> [EXTRACTED MATERIAL]
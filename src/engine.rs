//! Reconstruction engine.
//!
//! Picks the algorithm from the shape of the input: traces longer than `n`
//! are supersequences, shorter ones are subsequences, and traces of exactly
//! length `n` carry no edit information at all, so they are rejected.
//!
//! The engine is generic over any [`TraceCollection`], so the same input can
//! be run against either realization.

use std::fmt;

use crate::algorithms::{reconstruct_from_subsequences, reconstruct_from_supersequences};
use crate::error::{Error, Result};
use crate::steps::Reconstruction;
use crate::traits::TraceCollection;

/// Which reconstructor a run uses.
#[derive(Debug, Clone, Copy, PartialEq, Eq)]
pub enum ReconstructionPath {
    Subsequences,
    Supersequences,
}

impl fmt::Display for ReconstructionPath {
    fn fmt(&self, f: &mut fmt::Formatter<'_>) -> fmt::Result {
        match self {
            Self::Subsequences => f.write_str("subsequences"),
            Self::Supersequences => f.write_str("supersequences"),
        }
    }
}

/// Selection rule: compare the common trace length with `n`.
pub fn select_path(n: usize, trace_len: usize) -> Result<ReconstructionPath> {
    match trace_len.cmp(&n) {
        std::cmp::Ordering::Greater => Ok(ReconstructionPath::Supersequences),
        std::cmp::Ordering::Less => Ok(ReconstructionPath::Subsequences),
        std::cmp::Ordering::Equal => Err(Error::malformed(format!(
            "cannot reconstruct from traces of the same length as n={n}"
        ))),
    }
}

/// Reconstruction engine for a given trace collection `C`.
///
/// Typical usage:
/// ```
/// use trace_recon::{collections::RankedTrie, TraceEngine};
///
/// let traces = [[0u8, 0, 1], [0, 1, 0], [0, 1, 1], [1, 0, 1]];
/// let trie = RankedTrie::from_traces(&traces).unwrap();
/// let result = TraceEngine::new(2, trie).run().unwrap();
/// assert_eq!(result.symbols, vec![0, 1]);
/// ```
pub struct TraceEngine<C: TraceCollection> {
    n: usize,
    traces: C,
    expected: Option<ReconstructionPath>,
}

impl<C: TraceCollection> TraceEngine<C> {
    /// Create an engine that picks its path from the trace length.
    pub fn new(n: usize, traces: C) -> Self {
        Self::with_expected_path(n, traces, None)
    }

    /// Create an engine that additionally insists on a particular path.
    pub fn with_expected_path(n: usize, traces: C, expected: Option<ReconstructionPath>) -> Self {
        Self {
            n,
            traces,
            expected,
        }
    }

    /// Length of the string being reconstructed.
    pub fn n(&self) -> usize {
        self.n
    }

    /// Expose the underlying collection.
    pub fn traces(&self) -> &C {
        &self.traces
    }

    /// The path `run` will take.
    ///
    /// Fails when the trace length equals `n`, or when it disagrees with the
    /// path requested at construction.
    pub fn path(&self) -> Result<ReconstructionPath> {
        let path = select_path(self.n, self.traces.height())?;
        match self.expected {
            Some(expected) if expected != path => Err(Error::malformed(format!(
                "traces of length {} describe {path}, but {expected} were expected",
                self.traces.height()
            ))),
            _ => Ok(path),
        }
    }

    /// Run the reconstruction.
    ///
    /// Returns the recovered string together with the per-step records.
    pub fn run(&self) -> Result<Reconstruction> {
        let path = self.path()?;

        #[cfg(feature = "tracing")]
        let span = tracing::info_span!(
            "trace_engine_run",
            n = self.n,
            size = self.traces.size(),
            height = self.traces.height(),
            %path
        );
        #[cfg(feature = "tracing")]
        let _enter = span.enter();

        match path {
            ReconstructionPath::Subsequences => reconstruct_from_subsequences(self.n, &self.traces),
            ReconstructionPath::Supersequences => {
                reconstruct_from_supersequences(self.n, &self.traces)
            }
        }
    }
}
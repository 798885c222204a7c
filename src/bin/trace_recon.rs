use std::env;
use std::process;
use std::time::Instant;

use trace_recon::input::{read_trace_file, TraceSet};
use trace_recon::utils::format_symbols;
use trace_recon::{engine::select_path, Reconstruction, TraceCollection, TraceEngine};

fn main() {
    let options = match Options::parse(env::args().skip(1)) {
        Ok(opts) => opts,
        Err(err) => {
            eprintln!("trace_recon: {err}");
            Options::print_help();
            process::exit(2);
        }
    };

    let start = Instant::now();
    let set = match read_trace_file(&options.sequences_file) {
        Ok(set) => set,
        Err(err) => {
            eprintln!("trace_recon: {}: {err}", options.sequences_file);
            process::exit(1);
        }
    };

    let backing = if options.trie {
        Backing::Trie
    } else {
        Backing::Matrix
    };

    if let Err(err) = run(&options, &set, start, backing) {
        eprintln!("trace_recon: {err}");
        process::exit(1);
    }
}

#[derive(Copy, Clone)]
enum Backing {
    Matrix,
    Trie,
}

impl Backing {
    fn name(self) -> &'static str {
        match self {
            Backing::Matrix => "matrix",
            Backing::Trie => "trie",
        }
    }
}

fn run(
    options: &Options,
    set: &TraceSet,
    start: Instant,
    backing: Backing,
) -> trace_recon::Result<()> {
    match backing {
        Backing::Matrix => {
            let matrix = set.to_matrix()?;
            reconstruct(options, matrix, start, backing)
        }
        Backing::Trie => {
            let trie = set.to_trie()?;
            reconstruct(options, trie, start, backing)
        }
    }
}

fn reconstruct<C: TraceCollection>(
    options: &Options,
    traces: C,
    start: Instant,
    backing: Backing,
) -> trace_recon::Result<()> {
    println!(
        "Constructing the {} took {:.4} ms.",
        backing.name(),
        start.elapsed().as_secs_f64() * 1000.0
    );

    let path = select_path(options.n, traces.height())?;
    println!("Reconstructing x from {path} {}", backing.name());

    let engine = TraceEngine::new(options.n, traces);
    let start = Instant::now();
    let result = engine.run()?;
    let elapsed = start.elapsed();

    if options.verbose {
        print_steps(&result);
    }
    println!(
        "Reconstruction took {:.4} ms. Result:",
        elapsed.as_secs_f64() * 1000.0
    );
    println!("{}", format_symbols(&result.symbols));
    Ok(())
}

fn print_steps(result: &Reconstruction) {
    println!("Took {} iterations", result.iterations());
    for (idx, step) in result.steps.iter().enumerate() {
        let threshold = step
            .threshold
            .map_or_else(|| "-".to_string(), |j| j.to_string());
        println!(
            "  [{idx}] n={} t={} threshold={threshold} emitted=[{}] kept={}",
            step.n,
            step.t,
            format_symbols(&step.emitted),
            step.remaining
        );
    }
}

struct Options {
    n: usize,
    sequences_file: String,
    trie: bool,
    verbose: bool,
}

impl Options {
    fn parse<I, T>(args: I) -> Result<Self, String>
    where
        I: Iterator<Item = T>,
        T: Into<String>,
    {
        let mut positional = Vec::new();
        let mut trie = false;
        let mut verbose = false;

        for arg in args {
            let arg = arg.into();
            if arg == "--help" || arg == "-h" {
                Options::print_help();
                process::exit(0);
            } else if arg == "--trie" || arg == "-t" {
                trie = true;
            } else if arg == "--verbose" || arg == "-v" {
                verbose = true;
            } else if arg.starts_with('-') {
                return Err(format!("unrecognized argument '{arg}'"));
            } else {
                positional.push(arg);
            }
        }

        let mut positional = positional.into_iter();
        let n = positional
            .next()
            .ok_or_else(|| "missing original sequence size <n>".to_string())?
            .parse::<usize>()
            .map_err(|_| "n must be a non-negative integer".to_string())?;
        let sequences_file = positional
            .next()
            .ok_or_else(|| "missing <sequences_file>".to_string())?;
        if let Some(extra) = positional.next() {
            return Err(format!("unexpected argument '{extra}'"));
        }

        Ok(Self {
            n,
            sequences_file,
            trie,
            verbose,
        })
    }

    fn print_help() {
        println!(
            "\
Reconstruct a binary sequence from a list of sub/super-sequences

Usage: trace_recon <n> <sequences_file> [options]

Arguments:
  <n>                 Original sequence size
  <sequences_file>    Binary sub/super-sequences of the original sequence, all of
                      the same length, one per line, symbols separated by spaces

Options:
  -t, --trie          Store sequences in a trie (default: matrix)
  -v, --verbose       Print every reconstruction step
  -h, --help          Print this help message

Examples:
  cargo run --bin trace_recon -- 3 traces.txt
  cargo run --bin trace_recon -- 3 traces.txt --trie --verbose
"
        );
    }
}
//! Core trait definitions for trace collections.
//!
//! The reconstructors never look at how traces are stored. They only need a
//! handful of counting and conditioning queries, captured by
//! [`TraceCollection`]:
//! - Shape: how many traces, and their common length.
//! - Conditioning: "traces whose first `a` sits at offset `i`", either as a
//!   count or as the collection of the suffixes after that offset.
//! - Restriction: keep a deterministic subset of exactly `N` traces.
//! - Extraction: read back the one trace left at the end.
//!
//! Every operation is non-destructive. Derived collections are new values and
//! earlier snapshots stay valid, which both realizations guarantee in their
//! own way (re-slicing for the matrix, structural sharing for the trie).

use crate::error::Result;

/// A single trace symbol.
pub type Symbol = u8;

/// A multiset of equal-length traces.
///
/// Semantics:
/// - `size()` counts members (duplicates included where the realization
///   keeps them).
/// - `height()` is the common trace length; a height-0 collection holds
///   `size()` empty traces.
/// - Positions are 1-based and refer to the first occurrence of a symbol
///   when scanning from the front.
pub trait TraceCollection: Sized {
    /// Number of traces in the collection.
    fn size(&self) -> usize;

    /// Common length of every trace.
    fn height(&self) -> usize;

    /// Number of distinct symbols the collection may contain.
    fn alphabet_size(&self) -> usize;

    /// Collection of suffixes strictly after the first occurrence of `value`,
    /// restricted to the traces where that occurrence is at `position`.
    ///
    /// The result has height `height() - position` (0 when nothing matched
    /// and `position` exceeds the height).
    fn skip_to(&self, value: Symbol, position: usize) -> Self;

    /// Number of traces whose first `value` is at `position`.
    ///
    /// Equivalent to `skip_to(value, position).size()`; realizations override
    /// it when counting is cheaper than materializing.
    fn count_after_skipping(&self, value: Symbol, position: usize) -> usize {
        self.skip_to(value, position).size()
    }

    /// Keep exactly `min(n, size())` traces, chosen by a fixed deterministic
    /// priority.
    fn keep_top(&self, n: usize) -> Self;

    /// The single remaining trace.
    ///
    /// Fails with [`crate::Error::InvalidUniqueExtraction`] unless
    /// `size() == 1`.
    fn unique_member(&self) -> Result<Vec<Symbol>>;

    /// Counts `(zero_first, one_first)` over traces that contain both binary
    /// symbols: how many see their first 0 before their first 1, and how many
    /// see it the other way round.
    fn first_occurrence_order(&self) -> (usize, usize);

    /// Returns true if the collection holds no traces.
    #[inline]
    fn is_empty(&self) -> bool {
        self.size() == 0
    }
}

> [WHAT IS EXPECTED]
Show each line of the material above where "verbose" occurs.

> [RESULT OF THIS EXERCISE]
    if options.verbose {
    verbose: bool,
        let mut verbose = false;
            } else if arg == "--verbose" || arg == "-v" {
                verbose = true;
            verbose,
  -v, --verbose       Print every reconstruction step
  cargo run --bin trace_recon -- 3 traces.txt --trie --verbose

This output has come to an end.